Uma ocorrência registrada na tarde desta sexta-feira (5) no 1º Regimento de Cavalaria de Guardas, em Brasília, terminou de forma trágica e levou à prisão de um militar do Exército. O soldado Kelvin Barros da Silva confessou ter matado a cabo Maria de Lourdes Freire Matos, saxofonista da banda do regimento, antes de incendiar o local onde o corpo da vítima foi encontrado carbonizado.
Os militares informaram que havia uma grande quantidade de material combustível no ambiente, o que facilitou a propagação do fogo | Foto: Reprodução
O incêndio mobilizou equipes do Corpo de Bombeiros do Distrito Federal, que conseguiram controlar rapidamente as chamas. Os militares informaram que havia uma grande quantidade de material combustível no ambiente, o que facilitou a propagação do fogo. A corporação não registrou outros feridos na ocorrência.

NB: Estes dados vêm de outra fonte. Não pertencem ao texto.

//! Binary property list (`bplist00`) decoder.
//!
//! Only the subset of the format needed to read dynamic wallpaper metadata is
//! required, but every object type Apple writes is understood so that
//! unrelated payloads still decode into a [`Value`] tree. Every read is bounds
//! checked: a hostile buffer produces a [`DecodeError`], never a panic.

mod value;

use std::collections::BTreeMap;

use base64::Engine;
use base64::engine::general_purpose::STANDARD;
use thiserror::Error;
pub use value::Value;

const MAGIC: &[u8] = b"bplist00";
const HEADER_LEN: usize = 8;
const TRAILER_LEN: usize = 32;

/// Containers nested deeper than this are rejected.
const MAX_DEPTH: usize = 512;

/// Upper bound on object visits, so heavily shared references cannot blow up.
const MAX_VISITS: usize = 1 << 20;

/// Errors produced while decoding a property list.
#[derive(Debug, Error)]
pub enum DecodeError {
    #[error("malformed bplist: {0}")]
    Malformed(String),

    #[error("invalid base64 payload: {0}")]
    Base64(#[from] base64::DecodeError),
}

fn malformed(message: impl Into<String>) -> DecodeError { DecodeError::Malformed(message.into()) }

/// Decodes a base64 string (whitespace is ignored) and then the bplist inside.
///
/// # Errors
///
/// Returns [`DecodeError::Base64`] when the text is not base64 and
/// [`DecodeError::Malformed`] when the decoded bytes are not a valid bplist.
pub fn decode_base64(text: &str) -> Result<Value, DecodeError> {
    let compact: String = text.chars().filter(|c| !c.is_ascii_whitespace()).collect();
    let bytes = STANDARD.decode(compact.as_bytes())?;
    decode(&bytes)
}

/// Decodes a `bplist00` buffer into its top-level [`Value`].
///
/// # Errors
///
/// Returns [`DecodeError::Malformed`] on a bad header or trailer, out-of-range
/// offsets or references, unknown markers, reference cycles, or nesting deeper
/// than the supported limit.
pub fn decode(bytes: &[u8]) -> Result<Value, DecodeError> {
    if bytes.len() < HEADER_LEN + TRAILER_LEN {
        return Err(malformed(format!("buffer too short ({} bytes)", bytes.len())));
    }
    if &bytes[..HEADER_LEN] != MAGIC {
        return Err(malformed("missing bplist00 header"));
    }

    let trailer = Trailer::parse(bytes)?;
    let offsets = trailer.read_offsets(bytes)?;
    let mut decoder = Decoder {
        bytes,
        object_limit: trailer.offset_table_offset,
        in_progress: vec![false; offsets.len()],
        offsets,
        ref_size: trailer.object_ref_size,
        visits: 0,
    };
    decoder.object(trailer.top_object, 0)
}

// ============================================================================
// Trailer
// ============================================================================

#[derive(Debug)]
struct Trailer {
    offset_int_size: usize,
    object_ref_size: usize,
    num_objects: usize,
    top_object: usize,
    offset_table_offset: usize,
}

impl Trailer {
    fn parse(bytes: &[u8]) -> Result<Self, DecodeError> {
        let trailer = &bytes[bytes.len() - TRAILER_LEN..];
        let offset_int_size = usize::from(trailer[6]);
        let object_ref_size = usize::from(trailer[7]);
        let num_objects = to_usize(read_be(&trailer[8..16]))?;
        let top_object = to_usize(read_be(&trailer[16..24]))?;
        let offset_table_offset = to_usize(read_be(&trailer[24..32]))?;

        if !(1..=8).contains(&offset_int_size) {
            return Err(malformed(format!("invalid offset size {offset_int_size}")));
        }
        if !(1..=8).contains(&object_ref_size) {
            return Err(malformed(format!("invalid object reference size {object_ref_size}")));
        }
        if num_objects == 0 {
            return Err(malformed("object table is empty"));
        }
        if top_object >= num_objects {
            return Err(malformed(format!(
                "top object {top_object} outside object table of {num_objects}"
            )));
        }

        let table_len = num_objects
            .checked_mul(offset_int_size)
            .ok_or_else(|| malformed("offset table size overflows"))?;
        let table_end = offset_table_offset
            .checked_add(table_len)
            .ok_or_else(|| malformed("offset table size overflows"))?;
        if offset_table_offset < HEADER_LEN || table_end > bytes.len() - TRAILER_LEN {
            return Err(malformed("offset table lies outside the buffer"));
        }

        Ok(Self {
            offset_int_size,
            object_ref_size,
            num_objects,
            top_object,
            offset_table_offset,
        })
    }

    fn read_offsets(&self, bytes: &[u8]) -> Result<Vec<usize>, DecodeError> {
        let table = &bytes[self.offset_table_offset..];
        (0..self.num_objects)
            .map(|index| {
                let start = index * self.offset_int_size;
                let offset = to_usize(read_be(&table[start..start + self.offset_int_size]))?;
                if offset < HEADER_LEN || offset >= self.offset_table_offset {
                    return Err(malformed(format!("object {index} has invalid offset {offset}")));
                }
                Ok(offset)
            })
            .collect()
    }
}

// ============================================================================
// Object decoding
// ============================================================================

struct Decoder<'a> {
    bytes: &'a [u8],
    /// Objects must end before the offset table starts.
    object_limit: usize,
    offsets: Vec<usize>,
    ref_size: usize,
    /// Objects on the current decode path; shared references are fine, cycles are not.
    in_progress: Vec<bool>,
    visits: usize,
}

impl Decoder<'_> {
    fn object(&mut self, index: usize, depth: usize) -> Result<Value, DecodeError> {
        if depth > MAX_DEPTH {
            return Err(malformed(format!("nesting deeper than {MAX_DEPTH}")));
        }
        let offset = *self
            .offsets
            .get(index)
            .ok_or_else(|| malformed(format!("object reference {index} out of range")))?;
        if self.in_progress[index] {
            return Err(malformed(format!("reference cycle through object {index}")));
        }
        self.visits += 1;
        if self.visits > MAX_VISITS {
            return Err(malformed("too many objects"));
        }

        self.in_progress[index] = true;
        let result = self.parse_object(offset, depth);
        self.in_progress[index] = false;
        result
    }

    fn parse_object(&mut self, offset: usize, depth: usize) -> Result<Value, DecodeError> {
        let marker = self.slice(offset, 1)?[0];
        let info = marker & 0x0F;

        match marker >> 4 {
            0x0 => match marker {
                0x00 | 0x0F => Ok(Value::Null),
                0x08 => Ok(Value::Boolean(false)),
                0x09 => Ok(Value::Boolean(true)),
                _ => Err(malformed(format!("unknown marker {marker:#04x} at {offset}"))),
            },
            0x1 => self.integer(offset + 1, info).map(Value::Integer),
            0x2 => self.real(offset + 1, info).map(Value::Real),
            0x3 if marker == 0x33 => self.real(offset + 1, 3).map(Value::Date),
            0x4 => {
                let (len, start) = self.length(offset, info)?;
                Ok(Value::Data(self.slice(start, len)?.to_vec()))
            }
            0x5 => {
                let (len, start) = self.length(offset, info)?;
                Ok(Value::String(self.slice(start, len)?.iter().map(|&b| char::from(b)).collect()))
            }
            0x6 => {
                let (units, start) = self.length(offset, info)?;
                let len = units.checked_mul(2).ok_or_else(|| malformed("string length overflows"))?;
                let raw = self.slice(start, len)?;
                let code_units = raw.chunks_exact(2).map(|pair| u16::from_be_bytes([pair[0], pair[1]]));
                char::decode_utf16(code_units)
                    .collect::<Result<String, _>>()
                    .map(Value::String)
                    .map_err(|err| malformed(format!("invalid UTF-16 string at {offset}: {err}")))
            }
            0x8 => {
                let raw = self.slice(offset + 1, usize::from(info) + 1)?;
                if raw.len() > 8 {
                    return Err(malformed(format!("uid wider than 8 bytes at {offset}")));
                }
                Ok(Value::Uid(read_be(raw)))
            }
            0xA | 0xC => {
                let (count, start) = self.length(offset, info)?;
                let refs = self.refs(start, count)?;
                let mut items = Vec::with_capacity(refs.len());
                for index in refs {
                    items.push(self.object(index, depth + 1)?);
                }
                Ok(Value::Array(items))
            }
            0xD => {
                let (count, start) = self.length(offset, info)?;
                let refs = self.refs(start, count.checked_mul(2).ok_or_else(|| malformed("dictionary size overflows"))?)?;
                let (key_refs, value_refs) = refs.split_at(count);
                let mut map = BTreeMap::new();
                for (&key_ref, &value_ref) in key_refs.iter().zip(value_refs) {
                    let key = match self.object(key_ref, depth + 1)? {
                        Value::String(key) => key,
                        other => {
                            return Err(malformed(format!(
                                "dictionary key must be a string, found {}",
                                other.kind_name()
                            )));
                        }
                    };
                    let value = self.object(value_ref, depth + 1)?;
                    map.insert(key, value);
                }
                Ok(Value::Dictionary(map))
            }
            _ => Err(malformed(format!("unknown marker {marker:#04x} at {offset}"))),
        }
    }

    /// Reads an integer of `2^exponent` bytes starting at `start`.
    fn integer(&self, start: usize, exponent: u8) -> Result<i64, DecodeError> {
        match exponent {
            0..=2 => {
                let raw = self.slice(start, 1 << exponent)?;
                i64::try_from(read_be(raw)).map_err(|_| malformed("integer overflows"))
            }
            3 => Ok(i64::from_be_bytes(self.array::<8>(start)?)),
            // 128-bit integers: only the low 64 bits are kept.
            4 => Ok(i64::from_be_bytes(self.array::<8>(start + 8)?)),
            _ => Err(malformed(format!("unsupported integer width 2^{exponent}"))),
        }
    }

    fn real(&self, start: usize, exponent: u8) -> Result<f64, DecodeError> {
        match exponent {
            2 => Ok(f64::from(f32::from_be_bytes(self.array::<4>(start)?))),
            3 => Ok(f64::from_be_bytes(self.array::<8>(start)?)),
            _ => Err(malformed(format!("unsupported real width 2^{exponent}"))),
        }
    }

    /// Resolves the element count of a variable-length object and where its
    /// payload begins.
    fn length(&self, offset: usize, info: u8) -> Result<(usize, usize), DecodeError> {
        if info != 0x0F {
            return Ok((usize::from(info), offset + 1));
        }

        let marker = self.slice(offset + 1, 1)?[0];
        let exponent = marker & 0x0F;
        if marker >> 4 != 0x1 || exponent > 3 {
            return Err(malformed(format!("invalid length marker {marker:#04x} at {offset}")));
        }
        let value = self.integer(offset + 2, exponent)?;
        let len = usize::try_from(value).map_err(|_| malformed(format!("negative length at {offset}")))?;
        Ok((len, offset + 2 + (1 << exponent)))
    }

    fn refs(&self, start: usize, count: usize) -> Result<Vec<usize>, DecodeError> {
        let len = count
            .checked_mul(self.ref_size)
            .ok_or_else(|| malformed("reference list size overflows"))?;
        self.slice(start, len)?
            .chunks_exact(self.ref_size)
            .map(|chunk| {
                let index = to_usize(read_be(chunk))?;
                if index >= self.offsets.len() {
                    return Err(malformed(format!("object reference {index} out of range")));
                }
                Ok(index)
            })
            .collect()
    }

    fn array<const N: usize>(&self, start: usize) -> Result<[u8; N], DecodeError> {
        let mut out = [0; N];
        out.copy_from_slice(self.slice(start, N)?);
        Ok(out)
    }

    fn slice(&self, start: usize, len: usize) -> Result<&[u8], DecodeError> {
        start
            .checked_add(len)
            .filter(|&end| end <= self.object_limit)
            .map(|end| &self.bytes[start..end])
            .ok_or_else(|| malformed(format!("{len} bytes at {start} run past the object table")))
    }
}

fn read_be(bytes: &[u8]) -> u64 { bytes.iter().fold(0, |acc, &b| (acc << 8) | u64::from(b)) }

fn to_usize(value: u64) -> Result<usize, DecodeError> {
    usize::try_from(value).map_err(|_| malformed(format!("value {value} does not fit in memory")))
}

De acordo com as investigações iniciais, o crime teria ocorrido após uma discussão entre os dois militares no espaço destinado à banda. Em depoimento, Silva relatou que Maria de Lourdes sacou a arma de fogo durante o desentendimento, momento em que ele a atacou com uma faca, golpeando-a no pescoço. Em seguida, segundo a própria confissão, ele ateou fogo no local na tentativa de encobrir o crime.
Após admitir o homicídio, o soldado foi conduzido ao Batalhão de Polícia do Exército de Brasília, onde permanece detido. Ele deve ser excluído das fileiras da Força e responderá por feminicídio, furto de arma, incêndio e fraude processual — crimes que, somados, podem resultar em pena de até 44 anos de prisão.
As investigações continuam para esclarecer detalhes da dinâmica do crime e apurar eventuais circunstâncias adicionais que envolvam o caso.